(Toronto) Des experts et des militants estiment que les politiques obligeant le port du masque à certains endroits ne fonctionneront que si elles sont accompagnées d’efforts pour fournir un accès aux couvre-visages et de l’information aux populations vulnérables.

La Presse canadienne

Un règlement exigeant que les usagers portent des masques sur le réseau de transport en commun de Toronto est entré en vigueur jeudi, et le couvre-visage sera obligatoire la semaine prochaine dans les lieux publics intérieurs comme les magasins et les entreprises de la ville.

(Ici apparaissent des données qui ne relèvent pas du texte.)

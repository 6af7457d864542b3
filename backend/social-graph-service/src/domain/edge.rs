use chrono::{DateTime, Utc};
use serde::{Deserialize, Serialize};
use uuid::Uuid;

#[derive(Debug, Clone, Copy, PartialEq, Eq, Serialize, Deserialize)]
#[serde(rename_all = "UPPERCASE")]
pub enum FollowRequestStatus {
    Pending,
    Accepted,
    Denied,
}

/// FOLLOWS edge
#[derive(Debug, Clone, Serialize, Deserialize)]
pub struct Follow {
    pub follower_id: Uuid,
    pub following_id: Uuid,
    pub created_at: DateTime<Utc>,
    #[serde(default)]
    pub request_accepted_at: Option<DateTime<Utc>>,
}

/// REQUESTED_TO_FOLLOW edge, only created towards private accounts
#[derive(Debug, Clone, Serialize, Deserialize)]
pub struct FollowRequest {
    pub requester_id: Uuid,
    pub target_id: Uuid,
    pub status: FollowRequestStatus,
    pub created_at: DateTime<Utc>,
}

#[derive(Debug, Clone, Serialize, Deserialize, PartialEq)]
pub struct FollowOutcome {
    pub success: bool,
    /// false when a follow request was created instead of a FOLLOWS edge
    pub is_direct_follow: bool,
}

#[derive(Debug, Clone, Serialize, Deserialize, PartialEq)]
pub struct BlockOutcome {
    pub success: bool,
    pub blocked_user_id: Uuid,
    pub removed_forward_follow: bool,
    pub removed_reverse_follow: bool,
}

/// Which side of a pair has a BLOCKS edge towards the other
#[derive(Debug, Clone, Copy, PartialEq, Eq, Default)]
pub struct BlockState {
    /// actor -> other
    pub actor_blocked_other: bool,
    /// other -> actor
    pub other_blocked_actor: bool,
}

impl BlockState {
    pub fn any(&self) -> bool {
        self.actor_blocked_other || self.other_blocked_actor
    }

    /// Error text naming the side that blocked, if any
    pub fn violation(&self, action: &str) -> Option<String> {
        if self.actor_blocked_other {
            Some(format!("Cannot {} a user you have blocked", action))
        } else if self.other_blocked_actor {
            Some(format!("Cannot {} a user who has blocked you", action))
        } else {
            None
        }
    }
}

#[cfg(test)]
mod tests {
    use super::*;

    #[test]
    fn test_request_status_wire_format() {
        assert_eq!(
            serde_json::to_string(&FollowRequestStatus::Pending).unwrap(),
            "\"PENDING\""
        );
    }

    #[test]
    fn test_block_state_names_the_blocking_side() {
        let none = BlockState::default();
        assert!(!none.any());
        assert_eq!(none.violation("follow"), None);

        let mine = BlockState {
            actor_blocked_other: true,
            other_blocked_actor: true,
        };
        assert_eq!(
            mine.violation("follow").as_deref(),
            Some("Cannot follow a user you have blocked")
        );

        let theirs = BlockState {
            actor_blocked_other: false,
            other_blocked_actor: true,
        };
        assert_eq!(
            theirs.violation("message").as_deref(),
            Some("Cannot message a user who has blocked you")
        );
    }
}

Plusieurs autres municipalités de l’Ontario et le gouvernement du Québec s’emploient à mettre en œuvre des politiques similaires dans le but de prévenir la propagation du nouveau coronavirus.

Le port du masque est encouragé par les autorités de santé publique dans les situations où la distance physique n’est pas possible, mais certaines ont hésité à le rendre obligatoire en raison de problèmes d’accessibilité.

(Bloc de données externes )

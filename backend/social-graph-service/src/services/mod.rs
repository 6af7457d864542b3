pub mod analytics;
pub mod auth;
pub mod block;
pub mod bookmark;
pub mod bookmark_collection;
pub mod comment;
pub mod dating;
pub mod follow;
pub mod interaction;
pub mod like;
pub mod message;
pub mod notification;
pub mod post;
pub mod profile;
pub mod recommendation;

use crate::db::GraphClient;
use crate::domain::edge::BlockState;
use crate::error::{AppError, Result};
use neo4rs::query;
use serde::Deserialize;
use uuid::Uuid;

/// Existence and block flags for an ordered pair of users
#[derive(Debug, Clone, Copy, Deserialize)]
pub(crate) struct PairStatus {
    pub actor_exists: bool,
    pub other_exists: bool,
    pub actor_blocked_other: bool,
    pub other_blocked_actor: bool,
}

impl PairStatus {
    pub fn blocks(&self) -> BlockState {
        BlockState {
            actor_blocked_other: self.actor_blocked_other,
            other_blocked_actor: self.other_blocked_actor,
        }
    }

    /// 404 naming the missing side
    pub fn require_users(&self) -> Result<()> {
        if !self.actor_exists {
            return Err(AppError::not_found("User not found"));
        }
        if !self.other_exists {
            return Err(AppError::not_found("Target user not found"));
        }
        Ok(())
    }
}

pub(crate) async fn pair_status(graph: &GraphClient, actor: Uuid, other: Uuid) -> Result<PairStatus> {
    graph
        .fetch_one(
            query(
                "OPTIONAL MATCH (a:User {user_id: $actor})
                 OPTIONAL MATCH (b:User {user_id: $other})
                 RETURN {
                    actor_exists: a IS NOT NULL,
                    other_exists: b IS NOT NULL,
                    actor_blocked_other: a IS NOT NULL AND b IS NOT NULL
                        AND EXISTS { (a)-[:BLOCKS]->(b) },
                    other_blocked_actor: a IS NOT NULL AND b IS NOT NULL
                        AND EXISTS { (b)-[:BLOCKS]->(a) }
                 } AS status",
            )
            .param("actor", actor.to_string())
            .param("other", other.to_string()),
            "status",
            "user pair",
        )
        .await
}

/// Fails with 404 when either user is missing and 400 naming the blocking
/// side when a block exists in either direction.
pub(crate) async fn ensure_unblocked(
    graph: &GraphClient,
    actor: Uuid,
    other: Uuid,
    action: &str,
) -> Result<PairStatus> {
    let status = pair_status(graph, actor, other).await?;
    status.require_users()?;
    if let Some(msg) = status.blocks().violation(action) {
        return Err(AppError::bad_request(msg));
    }
    Ok(status)
}

/// Stored FastRP embedding of a user; 404 when the user is missing
pub(crate) async fn user_embedding(graph: &GraphClient, user_id: Uuid) -> Result<Option<Vec<f64>>> {
    graph
        .fetch_optional::<Option<Vec<f64>>>(
            query("MATCH (u:User {user_id: $user_id}) RETURN u.embedding AS embedding")
                .param("user_id", user_id.to_string()),
            "embedding",
        )
        .await?
        .ok_or_else(|| AppError::not_found("User not found"))
}

/// Ids of the mentioned usernames that exist, excluding `author_id`
pub(crate) async fn resolve_mentions(
    graph: &GraphClient,
    author_id: Uuid,
    usernames: Vec<String>,
) -> Result<Vec<Uuid>> {
    if usernames.is_empty() {
        return Ok(Vec::new());
    }
    graph
        .fetch_all(
            query(
                "MATCH (m:User)
                 WHERE m.username IN $usernames AND m.user_id <> $author_id
                 RETURN m.user_id AS user_id",
            )
            .param("usernames", usernames)
            .param("author_id", author_id.to_string()),
            "user_id",
        )
        .await
}

#[cfg(test)]
mod tests {
    use super::*;

    #[test]
    fn test_pair_status_requires_both_users() {
        let status = PairStatus {
            actor_exists: true,
            other_exists: false,
            actor_blocked_other: false,
            other_blocked_actor: false,
        };
        assert!(matches!(status.require_users(), Err(AppError::NotFound(_))));
    }

    #[test]
    fn test_pair_status_block_view() {
        let status = PairStatus {
            actor_exists: true,
            other_exists: true,
            actor_blocked_other: false,
            other_blocked_actor: true,
        };
        assert!(status.blocks().any());
        assert!(status.require_users().is_ok());
    }
}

Jennifer Kwan, médecin de famille et militante de #Masks4Canada, affirme que les règles sur le couvre-visage doivent être éducatives plutôt que punitives, et doivent inclure des exceptions pour les personnes qui ne peuvent pas porter de masque pour des raisons de santé.

Isaac Bogoch, médecin spécialisé en maladies infectieuses, exhorte les décideurs à associer ces ordonnances à un effort pour rendre les masques accessibles et faciles à utiliser pour les personnes qui n’ont peut-être pas les moyens financiers ou les connaissances nécessaires pour s’en procurer.